- _Material for this task_:

========

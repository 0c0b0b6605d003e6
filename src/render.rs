//! Renderer capability interface for the diagnostic overlay.

use alloc::string::String;
use alloc::vec::Vec as AllocVec;

/// Minimal immediate-mode text surface.
pub trait Renderer {
    fn clear(&mut self);
    fn draw_text(&mut self, x: i32, y: i32, text: &str);
    fn present(&mut self);
}

impl<R: Renderer + ?Sized> Renderer for &mut R {
    fn clear(&mut self) { (**self).clear() }
    fn draw_text(&mut self, x: i32, y: i32, text: &str) { (**self).draw_text(x, y, text) }
    fn present(&mut self) { (**self).present() }
}

/// Discards everything.
#[derive(Copy, Clone, Debug, Default)]
pub struct NullRenderer;

impl Renderer for NullRenderer {
    fn clear(&mut self) {}
    fn draw_text(&mut self, _x: i32, _y: i32, _text: &str) {}
    fn present(&mut self) {}
}

/// Writes presented frames to the log at trace level.
///
/// Only every `every`-th frame is emitted.
#[derive(Debug)]
pub struct LogRenderer {
    lines: AllocVec<String>,
    every: u64,
    presented: u64,
}

impl LogRenderer {
    pub fn new(every: u64) -> Self {
        LogRenderer {
            lines: AllocVec::new(),
            every: every.max(1),
            presented: 0,
        }
    }

    pub fn presented(&self) -> u64 { self.presented }

    /// Whether the next `present` writes to the log.
    fn due(&self) -> bool {
        self.presented % self.every == 0
    }
}

impl Default for LogRenderer {
    fn default() -> Self {
        Self::new(1000)
    }
}

impl Renderer for LogRenderer {
    fn clear(&mut self) {
        self.lines.clear();
    }

    fn draw_text(&mut self, _x: i32, _y: i32, text: &str) {
        self.lines.push(String::from(text));
    }

    fn present(&mut self) {
        if self.due() {
            log::trace!(target: "hapticsim::overlay", "{}", self.lines.join(" | "));
        }
        self.presented += 1;
    }
}
//! Real-time haptic control loop for contact-stability experiments.
//!
//! `hapticsim` samples a force-feedback actuator, runs a small 1-D
//! simulation of point masses coupled by one-sided contact springs, and
//! commands the handle's reaction force back to the actuator. Spring,
//! damping and rate parameters are swept to probe loop stability.
//!
//! # Features
//!
//! - **Point masses**: semi-implicit Euler with explicit force queues
//! - **Force laws**: damping, unilateral contact springs, position binding and limits
//! - **Contact pairs**: four-spring virtual walls with restitution loss
//! - **Frame pacer**: busy-wait throttling with windowed rate estimation
//! - **Control loop**: device/renderer/clock traits, cooperative stop
//! - **Observable**: monitor each iteration via the `LoopObserver` trait
//! - **`no_std` compatible**: the core only needs `alloc`

#![cfg_attr(not(feature = "std"), no_std)]

extern crate alloc;

pub mod float;
pub mod point_mass;
pub mod law;
pub mod scene;
pub mod contact;
pub mod pacer;
pub mod device;
pub mod render;
pub mod cancel;
pub mod control;
pub mod observer;
pub mod config;
pub mod error;

// Re-export primary API
pub use float::Float;
pub use point_mass::PointMass;
pub use law::{bind_position, damping, position_limits, unilateral_spring, ForceLaw};
pub use scene::Scene;
pub use contact::{ContactConfig, ContactPair, Orientation};
pub use pacer::{Clock, FramePacer, DEFAULT_WINDOW_MS};
#[cfg(feature = "std")]
pub use pacer::MonotonicClock;
pub use device::{Axis, DeviceStatus, HapticDevice, Indicators, SimulatedDevice};
pub use render::{LogRenderer, NullRenderer, Renderer};
pub use cancel::{StopFlag, StopRequest};
pub use control::{ControlLoop, HandleMapping, IterationReport, LoopState, RunSummary};
pub use observer::{LoopObserver, NoOpObserver};
pub use config::LoopConfig;
pub use error::HapticError;
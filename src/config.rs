//! Configuration for the control loop.

use crate::contact::{ContactConfig, Orientation};
use crate::control::HandleMapping;
use crate::device::Axis;
use crate::error::HapticError;
use crate::pacer::DEFAULT_WINDOW_MS;
use alloc::string::String;

/// Firmware image loaded into the device at start-up by default.
pub const DEFAULT_FIRMWARE: &str = "firmware/novint_T2.bin";

/// Everything the control loop needs to know before it starts.
///
/// # Builder Pattern
/// ```
/// use hapticsim::config::LoopConfig;
///
/// let config = LoopConfig::new()
///     .with_target_rate(1000)
///     .with_stiffness(8.0)
///     .with_damping(0.2)
///     .with_max_iterations(5000);
/// assert!(config.validate().is_ok());
/// ```
#[derive(Clone, Debug, PartialEq)]
pub struct LoopConfig {
    /// Loop rate in Hz. Also fixes the integration step at `1 / rate`.
    /// Default: 1600.
    pub target_rate_hz: u32,
    /// Handle/cursor contact springs.
    pub contact: ContactConfig<f64>,
    /// Viscous damping on the cursor. Default: 0.1.
    pub damping: f64,
    /// Default: 0.1.
    pub cursor_mass: f64,
    pub cursor_start: f64,
    /// Handle position before the first device reading. Default: -1.
    pub handle_start: f64,
    /// Device axis and range mapped onto the handle.
    pub mapping: HandleMapping,
    /// Rate-estimation window. Default: 2000 ms.
    pub rate_window_ms: u32,
    /// Firmware image to load; `None` skips loading.
    pub firmware: Option<String>,
    /// Stop after this many iterations even without a stop request.
    pub max_iterations: Option<u64>,
}

impl LoopConfig {
    pub fn new() -> Self {
        LoopConfig {
            target_rate_hz: 1600,
            contact: ContactConfig::default(),
            damping: 0.1,
            cursor_mass: 0.1,
            cursor_start: 0.0,
            handle_start: -1.0,
            mapping: HandleMapping::default(),
            rate_window_ms: DEFAULT_WINDOW_MS,
            firmware: Some(String::from(DEFAULT_FIRMWARE)),
            max_iterations: None,
        }
    }

    pub fn with_target_rate(mut self, hz: u32) -> Self {
        self.target_rate_hz = hz;
        self
    }

    pub fn with_stiffness(mut self, stiffness: f64) -> Self {
        self.contact.stiffness = stiffness;
        self
    }

    pub fn with_restitution_loss(mut self, loss: f64) -> Self {
        self.contact.restitution_loss = loss;
        self
    }

    pub fn with_contact_offset(mut self, offset: f64) -> Self {
        self.contact.offset = offset;
        self
    }

    /// Set the cursor return gains for push and pull contact.
    pub fn with_push_pull(mut self, push: f64, pull: f64) -> Self {
        self.contact.push = push;
        self.contact.pull = pull;
        self
    }

    pub fn with_damping(mut self, damping: f64) -> Self {
        self.damping = damping;
        self
    }

    pub fn with_cursor_mass(mut self, mass: f64) -> Self {
        self.cursor_mass = mass;
        self
    }

    pub fn with_mapping(mut self, mapping: HandleMapping) -> Self {
        self.mapping = mapping;
        self
    }

    /// Put the handle above the cursor and mirror its device axis.
    pub fn mirrored(mut self) -> Self {
        self.mapping.orientation = Orientation::Above;
        self.handle_start = -self.handle_start;
        self
    }

    pub fn with_axis(mut self, axis: Axis) -> Self {
        self.mapping.axis = axis;
        self
    }

    pub fn with_rate_window(mut self, window_ms: u32) -> Self {
        self.rate_window_ms = window_ms;
        self
    }

    pub fn with_firmware(mut self, path: Option<String>) -> Self {
        self.firmware = path;
        self
    }

    pub fn with_max_iterations(mut self, iterations: u64) -> Self {
        self.max_iterations = Some(iterations);
        self
    }

    /// Integration step in seconds.
    pub fn time_step(&self) -> f64 {
        1.0 / self.target_rate_hz as f64
    }

    /// Reject anything that would only fail once the loop is running.
    pub fn validate(&self) -> Result<(), HapticError> {
        if self.target_rate_hz == 0 {
            return Err(HapticError::InvalidRate);
        }
        let dt = self.time_step();
        if !dt.is_finite() || dt <= 0.0 {
            return Err(HapticError::InvalidTimeStep);
        }
        if !self.cursor_mass.is_finite() || self.cursor_mass < 0.0 {
            return Err(HapticError::InvalidMass);
        }
        for (name, v) in [
            ("damping", self.damping),
            ("cursor start", self.cursor_start),
            ("handle start", self.handle_start),
        ] {
            if !v.is_finite() {
                return Err(HapticError::non_finite(name));
            }
        }
        if self.rate_window_ms == 0 {
            return Err(HapticError::InvalidWindow);
        }
        self.mapping.validate()?;
        self.contact.validate()
    }
}

impl Default for LoopConfig {
    fn default() -> Self {
        Self::new()
    }
}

========

- _Exercise details_: Return exactly the lines from the one containing "return Err(HapticError::InvalidMass);" to the last line of the data, and nothing more.

- _Completed exercise_:
            return Err(HapticError::InvalidMass);
        }
        for (name, v) in [
            ("damping", self.damping),
            ("cursor start", self.cursor_start),
            ("handle start", self.handle_start),
        ] {
            if !v.is_finite() {
                return Err(HapticError::non_finite(name));
            }
        }
        if self.rate_window_ms == 0 {
            return Err(HapticError::InvalidWindow);
        }
        self.mapping.validate()?;
        self.contact.validate()
    }
}

impl Default for LoopConfig {
    fn default() -> Self {
        Self::new()
    }
}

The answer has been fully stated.